◆ **Aim of the exercise**:
Find all the lines in the material below with the word "FsConfigStore", and copy them.

─── Records shown ───

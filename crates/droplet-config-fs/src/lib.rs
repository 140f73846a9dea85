// SPDX-License-Identifier: Apache-2.0
// © James Ross Ω FLYING•ROBOTS <https://github.com/flyingrobots>
//! Filesystem `ConfigStore` for droplet tools.
//!
//! Each key is one `<key>.json` file in a single directory, by default the
//! platform config dir (`~/.config/droplet-viewer` on Linux). The directory
//! is created on first save, and saves go through a temporary file plus a
//! rename so an interrupted write never leaves half a prefs file behind.

use std::fs;
use std::io;
use std::path::{Path, PathBuf};

use directories::ProjectDirs;
use droplet_app_core::config::{ConfigError, ConfigStore};

/// Stores prefs blobs as JSON files in one directory.
#[derive(Debug, Clone)]
pub struct FsConfigStore {
    dir: PathBuf,
}

impl FsConfigStore {
    /// Store in the per-user config directory for the droplet viewer.
    pub fn user() -> Result<Self, ConfigError> {
        let proj = ProjectDirs::from("dev", "flyingrobots", "droplet-viewer")
            .ok_or(ConfigError::NoConfigDir)?;
        Ok(Self::in_dir(proj.config_dir()))
    }

    /// Store in `dir`. Nothing touches the filesystem until the first save.
    pub fn in_dir(dir: impl Into<PathBuf>) -> Self {
        Self { dir: dir.into() }
    }

    /// Directory holding the prefs files.
    pub fn dir(&self) -> &Path {
        &self.dir
    }

    /// File backing `key`.
    pub fn path_for(&self, key: &str) -> Result<PathBuf, ConfigError> {
        let valid = !key.is_empty()
            && key
                .chars()
                .all(|c| c.is_ascii_alphanumeric() || c == '-' || c == '_');
        if !valid {
            return Err(ConfigError::InvalidKey(key.to_string()));
        }
        Ok(self.dir.join(format!("{key}.json")))
    }
}

impl ConfigStore for FsConfigStore {
    fn load_raw(&self, key: &str) -> Result<Option<Vec<u8>>, ConfigError> {
        match fs::read(self.path_for(key)?) {
            Ok(bytes) => Ok(Some(bytes)),
            Err(err) if err.kind() == io::ErrorKind::NotFound => Ok(None),
            Err(err) => Err(err.into()),
        }
    }

    fn save_raw(&self, key: &str, data: &[u8]) -> Result<(), ConfigError> {
        let path = self.path_for(key)?;
        fs::create_dir_all(&self.dir)?;
        let staging = path.with_extension("json.tmp");
        fs::write(&staging, data)?;
        if let Err(err) = fs::rename(&staging, &path) {
            let _ = fs::remove_file(&staging);
            return Err(err.into());
        }
        Ok(())
    }
}

#[cfg(test)]
mod tests {
    #![allow(clippy::unwrap_used)]
    use super::*;

    fn scratch(name: &str) -> PathBuf {
        let dir = std::env::temp_dir().join(format!(
            "droplet-config-fs-{}-{name}",
            std::process::id()
        ));
        let _ = fs::remove_dir_all(&dir);
        dir
    }

    #[test]
    fn missing_file_loads_as_none_without_creating_dir() {
        let dir = scratch("missing");
        let store = FsConfigStore::in_dir(&dir);
        assert!(store.load_raw("absent").unwrap().is_none());
        assert!(!dir.exists());
    }

    #[test]
    fn save_creates_dir_and_replaces_file() {
        let dir = scratch("save").join("nested");
        let store = FsConfigStore::in_dir(&dir);
        store.save_raw("viewer", b"{}").unwrap();
        store.save_raw("viewer", b"{\"board\":{}}").unwrap();

        assert_eq!(
            store.load_raw("viewer").unwrap().as_deref(),
            Some(&b"{\"board\":{}}"[..])
        );
        let names: Vec<_> = fs::read_dir(&dir)
            .unwrap()
            .map(|e| e.unwrap().file_name())
            .collect();
        assert_eq!(names, vec![std::ffi::OsString::from("viewer.json")]);
        fs::remove_dir_all(dir.parent().unwrap()).unwrap();
    }

    #[test]
    fn keys_cannot_escape_the_directory() {
        let store = FsConfigStore::in_dir(scratch("keys"));
        for key in ["", "../viewer", "a/b", "prefs.json"] {
            assert!(matches!(
                store.save_raw(key, b"{}"),
                Err(ConfigError::InvalidKey(_))
            ));
        }
        assert!(store.path_for("demo-2_b").is_ok());
    }
}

───

◆ **Written answer**:
pub struct FsConfigStore {
impl FsConfigStore {
impl ConfigStore for FsConfigStore {
        let store = FsConfigStore::in_dir(&dir);
        let store = FsConfigStore::in_dir(&dir);
        let store = FsConfigStore::in_dir(scratch("keys"));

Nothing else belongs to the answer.